### [ABOUT THIS EXERCISE]
Repeat the stretch of entries below from the line with "pub async fn" through the line with "pub fn scan_lines(page_text: &str)". Include both ends and add nothing.

### [DATA FOR ANALYSIS]
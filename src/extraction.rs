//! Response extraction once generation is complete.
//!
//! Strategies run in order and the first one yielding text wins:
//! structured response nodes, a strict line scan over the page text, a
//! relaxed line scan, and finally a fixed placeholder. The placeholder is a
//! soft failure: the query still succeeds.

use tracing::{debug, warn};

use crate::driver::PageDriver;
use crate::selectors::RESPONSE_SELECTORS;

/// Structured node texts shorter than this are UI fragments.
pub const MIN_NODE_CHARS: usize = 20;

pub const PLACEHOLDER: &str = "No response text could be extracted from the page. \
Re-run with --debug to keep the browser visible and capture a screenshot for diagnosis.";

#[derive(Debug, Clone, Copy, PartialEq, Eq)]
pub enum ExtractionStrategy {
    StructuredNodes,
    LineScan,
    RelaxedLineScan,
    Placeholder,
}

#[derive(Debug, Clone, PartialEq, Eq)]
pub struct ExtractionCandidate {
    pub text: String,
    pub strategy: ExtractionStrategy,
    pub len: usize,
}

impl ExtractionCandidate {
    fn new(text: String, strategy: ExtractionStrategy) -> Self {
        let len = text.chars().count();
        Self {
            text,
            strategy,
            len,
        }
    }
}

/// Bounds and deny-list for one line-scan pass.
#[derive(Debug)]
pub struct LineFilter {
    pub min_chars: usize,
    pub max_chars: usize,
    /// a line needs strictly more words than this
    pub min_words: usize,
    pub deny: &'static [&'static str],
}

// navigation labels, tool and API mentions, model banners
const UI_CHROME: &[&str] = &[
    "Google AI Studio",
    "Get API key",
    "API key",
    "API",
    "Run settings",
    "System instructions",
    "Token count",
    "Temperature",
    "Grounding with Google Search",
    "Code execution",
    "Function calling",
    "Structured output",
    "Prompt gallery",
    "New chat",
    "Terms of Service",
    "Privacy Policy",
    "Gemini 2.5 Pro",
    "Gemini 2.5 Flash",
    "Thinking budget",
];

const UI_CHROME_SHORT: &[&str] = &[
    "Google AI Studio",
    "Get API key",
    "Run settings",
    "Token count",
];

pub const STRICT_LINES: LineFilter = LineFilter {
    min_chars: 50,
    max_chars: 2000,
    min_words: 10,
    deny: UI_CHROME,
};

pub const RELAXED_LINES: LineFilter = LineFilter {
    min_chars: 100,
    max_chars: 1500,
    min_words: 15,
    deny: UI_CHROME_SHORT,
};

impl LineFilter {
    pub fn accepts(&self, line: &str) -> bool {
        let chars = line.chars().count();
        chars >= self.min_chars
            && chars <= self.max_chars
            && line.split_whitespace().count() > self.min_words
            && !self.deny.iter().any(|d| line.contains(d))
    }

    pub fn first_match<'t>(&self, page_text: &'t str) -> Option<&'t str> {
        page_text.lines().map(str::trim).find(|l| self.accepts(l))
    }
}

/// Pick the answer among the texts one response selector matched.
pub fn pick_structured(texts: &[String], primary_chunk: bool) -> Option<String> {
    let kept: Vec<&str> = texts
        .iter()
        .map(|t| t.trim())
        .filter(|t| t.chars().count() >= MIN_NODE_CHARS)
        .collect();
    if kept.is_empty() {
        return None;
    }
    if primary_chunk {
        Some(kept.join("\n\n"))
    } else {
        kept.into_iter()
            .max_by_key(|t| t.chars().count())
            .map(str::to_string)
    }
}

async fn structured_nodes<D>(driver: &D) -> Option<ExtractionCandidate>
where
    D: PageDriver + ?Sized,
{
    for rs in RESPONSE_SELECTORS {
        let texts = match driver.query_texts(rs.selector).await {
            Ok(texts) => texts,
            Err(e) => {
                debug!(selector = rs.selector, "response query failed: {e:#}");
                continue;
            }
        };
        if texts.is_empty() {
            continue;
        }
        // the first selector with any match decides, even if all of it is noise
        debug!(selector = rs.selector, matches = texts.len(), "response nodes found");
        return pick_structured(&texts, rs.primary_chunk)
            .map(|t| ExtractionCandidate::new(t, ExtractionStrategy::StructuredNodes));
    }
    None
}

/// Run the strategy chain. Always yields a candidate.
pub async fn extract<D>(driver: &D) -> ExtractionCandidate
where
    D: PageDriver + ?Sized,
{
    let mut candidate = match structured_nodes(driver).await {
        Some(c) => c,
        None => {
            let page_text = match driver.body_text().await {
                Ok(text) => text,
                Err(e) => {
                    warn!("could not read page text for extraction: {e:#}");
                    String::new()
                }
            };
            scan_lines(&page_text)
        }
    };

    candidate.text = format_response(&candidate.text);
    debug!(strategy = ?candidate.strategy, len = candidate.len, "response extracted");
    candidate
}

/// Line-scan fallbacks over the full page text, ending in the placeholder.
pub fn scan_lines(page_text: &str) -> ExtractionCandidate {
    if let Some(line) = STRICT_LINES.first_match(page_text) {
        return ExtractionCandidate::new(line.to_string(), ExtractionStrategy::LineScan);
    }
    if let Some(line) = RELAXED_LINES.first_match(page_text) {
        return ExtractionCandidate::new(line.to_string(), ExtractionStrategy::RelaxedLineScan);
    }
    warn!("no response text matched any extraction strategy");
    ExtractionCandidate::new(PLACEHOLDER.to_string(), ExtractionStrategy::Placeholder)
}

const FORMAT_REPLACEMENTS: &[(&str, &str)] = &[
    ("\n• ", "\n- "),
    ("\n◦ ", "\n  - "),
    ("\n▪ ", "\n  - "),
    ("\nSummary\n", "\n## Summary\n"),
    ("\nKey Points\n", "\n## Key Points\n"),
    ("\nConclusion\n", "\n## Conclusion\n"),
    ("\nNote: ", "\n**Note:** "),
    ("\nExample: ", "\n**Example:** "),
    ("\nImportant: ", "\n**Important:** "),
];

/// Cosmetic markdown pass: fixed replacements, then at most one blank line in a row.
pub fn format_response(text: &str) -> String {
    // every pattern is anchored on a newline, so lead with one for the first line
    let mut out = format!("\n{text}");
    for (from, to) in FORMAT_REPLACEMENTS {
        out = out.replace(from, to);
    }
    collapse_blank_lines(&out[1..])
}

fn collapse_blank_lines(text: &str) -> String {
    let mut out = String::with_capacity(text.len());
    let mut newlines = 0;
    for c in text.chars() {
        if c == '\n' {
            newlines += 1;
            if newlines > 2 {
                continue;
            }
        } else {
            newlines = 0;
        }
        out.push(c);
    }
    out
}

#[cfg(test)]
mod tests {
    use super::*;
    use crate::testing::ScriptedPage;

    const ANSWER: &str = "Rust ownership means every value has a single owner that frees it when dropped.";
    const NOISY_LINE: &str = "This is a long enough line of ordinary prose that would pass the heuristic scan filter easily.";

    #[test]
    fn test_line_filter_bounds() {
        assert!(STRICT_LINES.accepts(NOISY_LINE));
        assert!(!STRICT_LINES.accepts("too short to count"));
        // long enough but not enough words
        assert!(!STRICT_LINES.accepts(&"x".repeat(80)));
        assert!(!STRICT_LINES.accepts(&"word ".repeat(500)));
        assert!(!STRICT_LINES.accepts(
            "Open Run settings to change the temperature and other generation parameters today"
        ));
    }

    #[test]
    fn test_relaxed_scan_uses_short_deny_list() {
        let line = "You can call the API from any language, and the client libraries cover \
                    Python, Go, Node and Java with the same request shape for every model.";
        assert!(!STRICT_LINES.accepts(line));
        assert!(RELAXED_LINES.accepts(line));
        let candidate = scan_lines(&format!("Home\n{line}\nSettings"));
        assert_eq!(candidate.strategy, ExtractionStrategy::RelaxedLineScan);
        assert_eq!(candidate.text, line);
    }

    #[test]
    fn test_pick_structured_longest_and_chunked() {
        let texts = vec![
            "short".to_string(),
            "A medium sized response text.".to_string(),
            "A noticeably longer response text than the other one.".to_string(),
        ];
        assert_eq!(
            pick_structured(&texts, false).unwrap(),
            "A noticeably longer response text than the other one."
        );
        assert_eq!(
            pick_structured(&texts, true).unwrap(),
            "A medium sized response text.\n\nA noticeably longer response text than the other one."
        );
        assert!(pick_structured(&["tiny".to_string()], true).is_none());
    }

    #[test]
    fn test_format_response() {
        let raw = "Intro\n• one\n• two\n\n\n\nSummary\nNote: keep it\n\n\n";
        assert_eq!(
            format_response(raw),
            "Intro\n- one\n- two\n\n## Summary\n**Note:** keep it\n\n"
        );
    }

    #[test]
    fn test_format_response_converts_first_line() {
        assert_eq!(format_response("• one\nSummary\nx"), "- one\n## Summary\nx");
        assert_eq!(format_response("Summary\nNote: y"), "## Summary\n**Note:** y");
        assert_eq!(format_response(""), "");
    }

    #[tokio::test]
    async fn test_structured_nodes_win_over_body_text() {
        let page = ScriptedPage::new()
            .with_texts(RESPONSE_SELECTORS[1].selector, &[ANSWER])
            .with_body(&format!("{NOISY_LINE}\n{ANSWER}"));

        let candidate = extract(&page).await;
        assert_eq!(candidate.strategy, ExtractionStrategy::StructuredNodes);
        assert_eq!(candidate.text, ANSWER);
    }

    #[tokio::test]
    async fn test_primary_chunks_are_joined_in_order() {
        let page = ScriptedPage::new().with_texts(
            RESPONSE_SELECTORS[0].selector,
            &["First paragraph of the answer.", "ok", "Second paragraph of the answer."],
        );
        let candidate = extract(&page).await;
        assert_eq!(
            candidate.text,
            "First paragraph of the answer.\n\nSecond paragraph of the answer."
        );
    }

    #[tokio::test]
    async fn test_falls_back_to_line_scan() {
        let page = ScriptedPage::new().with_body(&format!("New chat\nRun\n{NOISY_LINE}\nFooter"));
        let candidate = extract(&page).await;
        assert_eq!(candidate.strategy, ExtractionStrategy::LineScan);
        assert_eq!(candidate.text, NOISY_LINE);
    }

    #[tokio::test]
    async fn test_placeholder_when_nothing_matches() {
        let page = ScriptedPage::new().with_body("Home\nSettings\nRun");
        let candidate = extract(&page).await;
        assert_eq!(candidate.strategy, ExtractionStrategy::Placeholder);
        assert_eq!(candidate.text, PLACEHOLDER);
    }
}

### [SOLUTION]
pub async fn extract<D>(driver: &D) -> ExtractionCandidate
where
    D: PageDriver + ?Sized,
{
    let mut candidate = match structured_nodes(driver).await {
        Some(c) => c,
        None => {
            let page_text = match driver.body_text().await {
                Ok(text) => text,
                Err(e) => {
                    warn!("could not read page text for extraction: {e:#}");
                    String::new()
                }
            };
            scan_lines(&page_text)
        }
    };

    candidate.text = format_response(&candidate.text);
    debug!(strategy = ?candidate.strategy, len = candidate.len, "response extracted");
    candidate
}

/// Line-scan fallbacks over the full page text, ending in the placeholder.
pub fn scan_lines(page_text: &str) -> ExtractionCandidate {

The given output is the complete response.